Am 7. Mai hätte die Schwester des Beschuldigten nun das Geldgeschäft finalisieren sollen, zumindest gab das der 35-Jährige gegenüber dem Ehepaar an. Während die Männer mit den jeweiligen Verwandten in ihrer Heimat telefonierten, überreichte die Ehefrau des Opfers dem Beschuldigten die 33.000 Euro, die er in einer Lade verstaute. Doch wieder dürfte das Geldgeschäft nicht geklappt haben oder der 35-Jährige täuschte dieses nur vor. Zumindest wollte der 38-Jährige sein Geld zurück. Doch plötzlich waren nur noch 26.000 Euro in der Lade. Der Beschuldigte dürfte in der Zwischenzeit an der Hintertür mit den 7.000 Euro seine Schulden bezahlt haben.

Streit zwischen Ehemann und 35-Jährigem

Es kam zum Streit zwischen dem 38-jährigen Ehemann und dem 35-jährigen Druckereibetreiber. Laut Anklage soll der Jüngere zu einer Waffe gegriffen und dem Kontrahenten in die Brust geschossen haben. Dieser ging trotz seiner schweren Verletzungen noch auf den Beschuldigten los und es kam zu einem Gerangel. Der 38-Jährige schrie um Hilfe, da ergriff seine Frau eine Visitenkartenstanze und schlug sie dem 35-Jährigen auf den Kopf. Als das Schussopfer zusammensackte, trat der Jüngere durch die Hintertür die Flucht an. Die Ehefrau rannte auf die Straße und schrie um Hilfe. Mithilfe der Lebensgefährtin des 35-Jährigen erfolgte recht bald die Festnahme.

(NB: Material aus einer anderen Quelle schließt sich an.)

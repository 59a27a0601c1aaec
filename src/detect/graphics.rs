use super::{GpuProbe, Platform, SignalProbe};
use crate::constants::{HIDDEN, NOT_AVAILABLE};
use crate::errors::ScanError;
use crate::model::{DeviceSnapshot, GraphicsInfo};
use async_trait::async_trait;
use std::sync::Arc;

/// Graphics renderer string, or the `N/A` / `Hidden` sentinel
pub struct GraphicsProbe {
    platform: Arc<dyn Platform>,
}

impl GraphicsProbe {
    pub fn new(platform: Arc<dyn Platform>) -> Self {
        Self { platform }
    }
}

pub fn renderer_label(probe: Result<GpuProbe, ScanError>) -> String {
    match probe {
        Ok(GpuProbe::Renderer(name)) => name,
        Ok(GpuProbe::Masked) => HIDDEN.to_string(),
        Ok(GpuProbe::Unavailable) | Err(_) => NOT_AVAILABLE.to_string(),
    }
}

#[async_trait]
impl SignalProbe for GraphicsProbe {
    fn name(&self) -> &'static str {
        "graphics renderer"
    }

    async fn detect(&self, snapshot: &mut DeviceSnapshot) -> Result<(), ScanError> {
        snapshot.graphics = GraphicsInfo {
            renderer: Some(renderer_label(self.platform.gpu())),
        };
        Ok(())
    }
}
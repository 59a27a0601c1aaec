use crate::errors::ScanError;
use crate::model::{DeviceSnapshot, ScreenInfo};
use async_trait::async_trait;
use std::sync::Arc;
use std::time::Duration;
use tokio::time::timeout;
use tracing::debug;

// Submodule declarations
pub mod graphics;
pub mod host;
pub mod os;
pub mod power;
pub mod probes;

pub use host::HostPlatform;

/// Raw platform signals, each independently optional
///
/// Implementations report what the platform exposes and nothing more;
/// fallbacks and sentinels are applied by the probes.
#[async_trait]
pub trait Platform: Send + Sync {
    fn user_agent(&self) -> Option<String>;
    fn screen(&self) -> Option<ScreenInfo>;
    fn max_touch_points(&self) -> Option<u32>;
    /// Preferred languages, most preferred first
    fn languages(&self) -> Vec<String>;
    fn language(&self) -> Option<String>;
    fn timezone(&self) -> Option<String>;
    /// Raw Do-Not-Track signal (`"1"` means on)
    fn do_not_track(&self) -> Option<String>;
    fn cookie_enabled(&self) -> Option<bool>;
    /// Write then remove `key` in the given storage area
    fn probe_storage(&self, kind: StorageKind, key: &str) -> Result<(), ScanError>;
    fn hardware_concurrency(&self) -> Option<u32>;
    /// Approximate installed memory in gigabytes
    fn device_memory(&self) -> Option<f64>;
    fn connection(&self) -> Option<ConnectionHints>;
    /// May suspend; `Ok(None)` when the platform has no battery interface
    async fn battery(&self) -> Result<Option<BatteryStatus>, ScanError>;
    fn gpu(&self) -> Result<GpuProbe, ScanError>;
}

#[derive(Debug, Clone, Copy, PartialEq, Eq)]
pub enum StorageKind {
    /// Survives the session
    Local,
    /// Scoped to the session
    Session,
}

#[derive(Debug, Clone, Default, PartialEq)]
pub struct ConnectionHints {
    pub effective_type: Option<String>,
    pub downlink: Option<f64>,
    pub rtt: Option<u32>,
    pub save_data: bool,
}

#[derive(Debug, Clone, PartialEq)]
pub struct BatteryStatus {
    pub level: Option<f64>,
    pub charging: bool,
}

/// Outcome of asking the graphics stack for its renderer
#[derive(Debug, Clone, PartialEq, Eq)]
pub enum GpuProbe {
    /// No graphics context could be obtained
    Unavailable,
    /// A context exists but the renderer string is not disclosed
    Masked,
    Renderer(String),
}

/// Signal probe trait
///
/// Each probe fills one category of the snapshot. A failing probe leaves
/// its category at the sentinel it wrote before failing; it never aborts
/// the collection.
#[async_trait]
pub trait SignalProbe: Send + Sync {
    async fn detect(&self, snapshot: &mut DeviceSnapshot) -> Result<(), ScanError>;

    /// Return a human-readable name for this probe
    fn name(&self) -> &'static str;
}

/// Anything that can produce a device snapshot for a run
#[async_trait]
pub trait DeviceSource: Send + Sync {
    async fn collect(&self) -> Result<DeviceSnapshot, ScanError>;
}

/// Runs every probe against a platform and assembles the snapshot
pub struct DeviceCollector {
    probes: Vec<Box<dyn SignalProbe>>,
    deadline: Duration,
}

impl DeviceCollector {
    /// Collector with the full probe set for `platform`
    pub fn new(platform: Arc<dyn Platform>, deadline: Duration) -> Self {
        let probes: Vec<Box<dyn SignalProbe>> = vec![
            Box::new(os::UserAgentProbe::new(platform.clone())),
            Box::new(probes::ScreenProbe::new(platform.clone())),
            Box::new(probes::InputProbe::new(platform.clone())),
            Box::new(probes::LocaleProbe::new(platform.clone())),
            Box::new(probes::PrivacyProbe::new(platform.clone())),
            Box::new(probes::HardwareProbe::new(platform.clone())),
            Box::new(probes::ConnectionProbe::new(platform.clone())),
            Box::new(power::BatteryProbe::new(platform.clone())),
            Box::new(graphics::GraphicsProbe::new(platform)),
        ];
        Self::with_probes(probes, deadline)
    }

    pub fn with_probes(probes: Vec<Box<dyn SignalProbe>>, deadline: Duration) -> Self {
        Self { probes, deadline }
    }

    pub fn probe_names(&self) -> Vec<&'static str> {
        self.probes.iter().map(|p| p.name()).collect()
    }

    async fn run_probes(&self) -> DeviceSnapshot {
        let mut snapshot = DeviceSnapshot::default();
        for probe in &self.probes {
            if let Err(err) = probe.detect(&mut snapshot).await {
                debug!(probe = probe.name(), error = %err, "probe fell back to sentinel");
            }
        }
        snapshot
    }
}

#[async_trait]
impl DeviceSource for DeviceCollector {
    async fn collect(&self) -> Result<DeviceSnapshot, ScanError> {
        timeout(self.deadline, self.run_probes())
            .await
            .map_err(|_| {
                ScanError::Collection(format!(
                    "device collection exceeded {} ms",
                    self.deadline.as_millis()
                ))
            })
    }
}
use ghostscan::detect::os::{parse_browser, parse_os};

#[test]
fn windows_versions() {
    assert_eq!(parse_os("Mozilla/5.0 (Windows NT 10.0; Win64; x64)").display(), "Windows 10");
    assert_eq!(parse_os("Mozilla/5.0 (Windows NT 11.0; Win64; x64)").display(), "Windows 11");
    assert_eq!(parse_os("Mozilla/5.0 (Windows NT 6.3; WOW64)").display(), "Windows 8.1");
    assert_eq!(parse_os("Mozilla/5.0 (Windows NT 6.2; WOW64)").display(), "Windows 8");
}

#[test]
fn mac_versions_are_normalised_to_dots() {
    let ua = "Mozilla/5.0 (Macintosh; Intel Mac OS X 10_15_7) AppleWebKit/605.1.15 (KHTML, like Gecko) Version/17.1 Safari/605.1.15";
    let os = parse_os(ua);
    assert_eq!(os.name, "macOS");
    assert_eq!(os.version.as_deref(), Some("10.15.7"));
    assert_eq!(parse_browser(ua).display(), "Safari 17.1");

    let dotted = parse_os("Mozilla/5.0 (Macintosh; Intel Mac OS X 14.2; rv:121.0) Gecko/20100101 Firefox/121.0");
    assert_eq!(dotted.version.as_deref(), Some("14.2"));
}

#[test]
fn android_before_linux() {
    let ua = "Mozilla/5.0 (Linux; Android 14; Pixel 8) AppleWebKit/537.36 (KHTML, like Gecko) Chrome/120.0.6099.144 Mobile Safari/537.36";
    assert_eq!(parse_os(ua).display(), "Android 14");
    assert_eq!(parse_browser(ua).display(), "Chrome 120.0.6099.144");
}

#[test]
fn ios_devices() {
    let ua = "Mozilla/5.0 (iPhone; CPU iPhone OS 17_1_2 like Mac OS X) AppleWebKit/605.1.15 (KHTML, like Gecko) Version/17.1.2 Mobile/15E148 Safari/604.1";
    let os = parse_os(ua);
    assert_eq!(os.name, "iOS");
    assert_eq!(os.version.as_deref(), Some("17.1"));
    assert_eq!(parse_browser(ua).display(), "Safari 17.1.2");
}

#[test]
fn plain_linux_has_no_version() {
    let ua = "Mozilla/5.0 (X11; Linux x86_64; rv:121.0) Gecko/20100101 Firefox/121.0";
    assert_eq!(parse_os(ua).display(), "Linux");
    assert_eq!(parse_browser(ua).display(), "Firefox 121.0");
}

#[test]
fn unmatched_strings_are_unknown() {
    assert_eq!(parse_os("curl/8.4.0").display(), "Unknown");
    assert_eq!(parse_browser("curl/8.4.0").display(), "Unknown");
    // Safari needs its Version token
    assert_eq!(parse_browser("Mozilla/5.0 AppleWebKit Safari/605.1.15").name, "Unknown");
}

38-Jähriger soll 35-Jährigen mit Pistole bedroht haben

In seiner Einvernahme gab der 35-Jährige an, dass der andere Mann ihn zuvor mit der Schusswaffe der Marke Walther bedroht hätte und er nur in Notwehr gehandelt habe. Das wurde jedoch vom Gutachter für Schusswaffen widerlegt. Zwar kann nicht klar gesagt werden, wer den Abzug der Pistole betätigt hatte. Aber an der Kleidung des Toten wurden keine Schmauchspuren gefunden, wie es bei einer Kontaminierung durch das Tragen üblich ist. Somit konnte der Mann die Waffe nicht eingesteckt und zu dem Treffen mitgebracht haben. Der Beschuldigte - vertreten von den Kanzleien Astrid Wagner sowie Sommerbauer & Dohr - hatte jedoch Schmauchspuren in den Taschen seines Sakkos.

Produktionsnummer und Beschusszeichen der Pistole ausgebohrt

Zudem waren die Produktionsnummern und die Beschusszeichen an der Pistole ausgebohrt, jedoch konnte die Waffe einem Fall von Sachbeschädigung in Simmering zugeordnet werden. Das Ehepaar lebte jedoch in Kärnten. Auch eine mögliche Behauptung, dass sich ein Schuss gelöst hätte, konnte durch den Sachverständigen widerlegt werden. Weder ein Schlagen gegen die geladene Pistole, heftiges Schütteln oder ein Fallen-Lassen hätten einen Schuss ausgelöst. Zudem belasten die Chats über den Telegram-Kanal den Angeklagten. Er meinte in einer ersten Aussage, das Geld würde ihm gehören und er hätte den Betrag über das Ehepaar in den Iran überweisen wollen.

Der Prozess ist für zwei Tage anberaumt. Aufgrund der Fülle an Zeugen - 15 Personen sollen gehört werden - wird die Verhandlung dann am 12. Dezember fortgesetzt.